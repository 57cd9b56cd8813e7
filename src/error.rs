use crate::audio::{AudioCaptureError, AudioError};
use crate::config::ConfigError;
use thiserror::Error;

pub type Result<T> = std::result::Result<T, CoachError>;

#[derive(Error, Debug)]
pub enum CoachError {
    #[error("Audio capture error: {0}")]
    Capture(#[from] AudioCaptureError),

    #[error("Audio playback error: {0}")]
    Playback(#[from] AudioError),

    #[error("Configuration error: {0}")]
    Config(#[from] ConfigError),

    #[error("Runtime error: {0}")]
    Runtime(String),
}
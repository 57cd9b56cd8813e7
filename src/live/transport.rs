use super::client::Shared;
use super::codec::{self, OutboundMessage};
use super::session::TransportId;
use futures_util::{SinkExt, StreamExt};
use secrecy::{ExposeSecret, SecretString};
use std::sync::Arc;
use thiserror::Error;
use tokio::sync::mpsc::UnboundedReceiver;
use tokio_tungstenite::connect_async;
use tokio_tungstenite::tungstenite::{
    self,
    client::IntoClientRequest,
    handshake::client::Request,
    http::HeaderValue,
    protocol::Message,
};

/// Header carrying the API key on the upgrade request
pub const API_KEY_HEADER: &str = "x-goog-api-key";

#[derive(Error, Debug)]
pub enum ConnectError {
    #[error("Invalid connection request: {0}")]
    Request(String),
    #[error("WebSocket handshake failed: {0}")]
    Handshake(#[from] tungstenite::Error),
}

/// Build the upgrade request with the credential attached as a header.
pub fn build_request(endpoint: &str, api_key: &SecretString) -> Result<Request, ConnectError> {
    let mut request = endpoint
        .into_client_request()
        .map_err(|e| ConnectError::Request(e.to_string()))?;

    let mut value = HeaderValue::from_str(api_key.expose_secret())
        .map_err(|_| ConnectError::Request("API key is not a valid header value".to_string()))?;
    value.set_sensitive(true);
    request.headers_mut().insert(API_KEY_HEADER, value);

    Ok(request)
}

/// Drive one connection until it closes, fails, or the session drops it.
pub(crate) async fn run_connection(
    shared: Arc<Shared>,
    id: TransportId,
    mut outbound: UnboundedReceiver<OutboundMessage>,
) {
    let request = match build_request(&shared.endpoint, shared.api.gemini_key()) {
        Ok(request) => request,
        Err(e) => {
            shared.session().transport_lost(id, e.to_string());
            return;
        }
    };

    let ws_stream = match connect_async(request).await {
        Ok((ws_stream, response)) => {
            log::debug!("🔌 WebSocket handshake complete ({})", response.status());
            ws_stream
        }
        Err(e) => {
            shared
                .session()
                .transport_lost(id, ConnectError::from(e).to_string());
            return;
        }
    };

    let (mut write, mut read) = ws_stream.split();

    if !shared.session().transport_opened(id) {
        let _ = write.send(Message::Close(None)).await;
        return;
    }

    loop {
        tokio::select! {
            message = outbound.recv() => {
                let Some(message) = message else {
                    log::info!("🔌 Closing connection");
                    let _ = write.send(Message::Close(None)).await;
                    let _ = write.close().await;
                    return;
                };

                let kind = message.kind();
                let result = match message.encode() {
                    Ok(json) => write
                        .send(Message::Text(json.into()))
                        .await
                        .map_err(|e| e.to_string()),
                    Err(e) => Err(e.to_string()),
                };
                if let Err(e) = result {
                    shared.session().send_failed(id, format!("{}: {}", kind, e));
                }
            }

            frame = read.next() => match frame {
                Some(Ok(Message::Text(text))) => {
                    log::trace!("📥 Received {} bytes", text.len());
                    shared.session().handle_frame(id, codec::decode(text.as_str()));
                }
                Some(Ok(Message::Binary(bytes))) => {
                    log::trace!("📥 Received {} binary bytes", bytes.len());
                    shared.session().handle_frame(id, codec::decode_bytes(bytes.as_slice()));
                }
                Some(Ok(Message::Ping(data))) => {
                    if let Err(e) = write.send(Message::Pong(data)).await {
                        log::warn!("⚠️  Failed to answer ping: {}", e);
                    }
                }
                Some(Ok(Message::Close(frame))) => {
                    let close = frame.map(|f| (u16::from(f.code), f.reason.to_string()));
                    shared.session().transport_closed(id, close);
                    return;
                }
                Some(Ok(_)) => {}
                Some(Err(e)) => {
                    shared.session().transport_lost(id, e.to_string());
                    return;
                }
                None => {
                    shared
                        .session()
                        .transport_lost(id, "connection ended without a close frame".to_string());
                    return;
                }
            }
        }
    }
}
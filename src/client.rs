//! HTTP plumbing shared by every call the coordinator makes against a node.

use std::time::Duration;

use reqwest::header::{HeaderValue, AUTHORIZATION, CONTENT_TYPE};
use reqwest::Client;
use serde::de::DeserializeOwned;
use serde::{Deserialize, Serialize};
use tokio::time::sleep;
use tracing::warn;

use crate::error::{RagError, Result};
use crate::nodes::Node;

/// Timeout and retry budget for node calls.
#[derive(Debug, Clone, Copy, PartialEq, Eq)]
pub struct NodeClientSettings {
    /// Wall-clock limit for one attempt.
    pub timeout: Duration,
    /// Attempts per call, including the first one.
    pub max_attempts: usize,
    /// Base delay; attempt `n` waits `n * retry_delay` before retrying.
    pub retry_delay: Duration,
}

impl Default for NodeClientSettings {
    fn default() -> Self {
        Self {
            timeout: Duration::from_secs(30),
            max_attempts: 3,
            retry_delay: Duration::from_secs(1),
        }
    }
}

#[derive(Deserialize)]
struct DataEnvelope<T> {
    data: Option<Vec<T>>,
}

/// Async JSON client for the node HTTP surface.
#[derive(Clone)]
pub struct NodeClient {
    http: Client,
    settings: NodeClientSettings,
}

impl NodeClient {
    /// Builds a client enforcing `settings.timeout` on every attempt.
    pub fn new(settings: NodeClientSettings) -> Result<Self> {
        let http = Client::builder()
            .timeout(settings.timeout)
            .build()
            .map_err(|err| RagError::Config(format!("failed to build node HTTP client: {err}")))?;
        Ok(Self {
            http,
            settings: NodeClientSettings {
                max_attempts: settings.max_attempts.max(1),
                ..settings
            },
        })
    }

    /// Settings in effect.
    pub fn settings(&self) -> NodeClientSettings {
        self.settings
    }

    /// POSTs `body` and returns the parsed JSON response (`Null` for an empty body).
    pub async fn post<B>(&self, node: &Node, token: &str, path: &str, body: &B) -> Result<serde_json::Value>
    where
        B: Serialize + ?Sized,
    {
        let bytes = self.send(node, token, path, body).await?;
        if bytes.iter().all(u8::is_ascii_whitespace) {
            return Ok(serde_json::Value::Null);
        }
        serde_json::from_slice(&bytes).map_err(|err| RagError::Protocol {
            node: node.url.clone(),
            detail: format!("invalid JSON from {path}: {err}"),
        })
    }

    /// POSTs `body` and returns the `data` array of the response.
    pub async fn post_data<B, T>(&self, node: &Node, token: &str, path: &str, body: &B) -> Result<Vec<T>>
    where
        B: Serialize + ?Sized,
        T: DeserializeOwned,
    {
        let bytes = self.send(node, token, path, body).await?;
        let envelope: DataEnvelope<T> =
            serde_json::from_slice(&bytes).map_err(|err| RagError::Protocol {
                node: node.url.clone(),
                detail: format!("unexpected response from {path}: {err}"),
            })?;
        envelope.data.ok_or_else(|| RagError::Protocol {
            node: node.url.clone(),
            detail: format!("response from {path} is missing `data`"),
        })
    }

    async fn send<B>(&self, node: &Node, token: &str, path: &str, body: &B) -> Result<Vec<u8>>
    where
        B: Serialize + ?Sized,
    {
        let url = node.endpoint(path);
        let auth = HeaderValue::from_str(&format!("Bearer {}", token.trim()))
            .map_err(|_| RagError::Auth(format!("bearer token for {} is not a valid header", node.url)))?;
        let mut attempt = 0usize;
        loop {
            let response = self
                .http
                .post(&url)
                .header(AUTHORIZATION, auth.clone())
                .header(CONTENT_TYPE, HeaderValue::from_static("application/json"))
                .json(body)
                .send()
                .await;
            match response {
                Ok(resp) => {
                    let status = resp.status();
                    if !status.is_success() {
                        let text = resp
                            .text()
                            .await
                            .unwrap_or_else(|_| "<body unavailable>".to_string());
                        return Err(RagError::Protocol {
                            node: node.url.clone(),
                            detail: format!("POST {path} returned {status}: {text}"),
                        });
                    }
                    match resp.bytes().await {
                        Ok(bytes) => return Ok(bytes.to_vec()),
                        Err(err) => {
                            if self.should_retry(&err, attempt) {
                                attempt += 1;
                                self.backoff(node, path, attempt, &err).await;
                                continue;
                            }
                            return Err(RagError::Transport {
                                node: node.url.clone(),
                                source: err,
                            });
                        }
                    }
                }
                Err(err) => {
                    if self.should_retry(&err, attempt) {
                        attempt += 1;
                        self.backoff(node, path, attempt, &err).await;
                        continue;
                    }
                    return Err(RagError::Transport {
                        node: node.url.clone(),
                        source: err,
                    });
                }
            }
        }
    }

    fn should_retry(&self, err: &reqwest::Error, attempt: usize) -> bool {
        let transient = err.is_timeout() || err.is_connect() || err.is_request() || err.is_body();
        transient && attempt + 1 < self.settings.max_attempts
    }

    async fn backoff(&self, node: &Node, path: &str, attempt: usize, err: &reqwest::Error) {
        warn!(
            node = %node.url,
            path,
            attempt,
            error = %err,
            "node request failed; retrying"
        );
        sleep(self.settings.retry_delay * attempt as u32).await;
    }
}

= = = =

**Exercise objective**. How many lines in the data contain the string "struct"? Respond with the number only.

**Final answer**. 3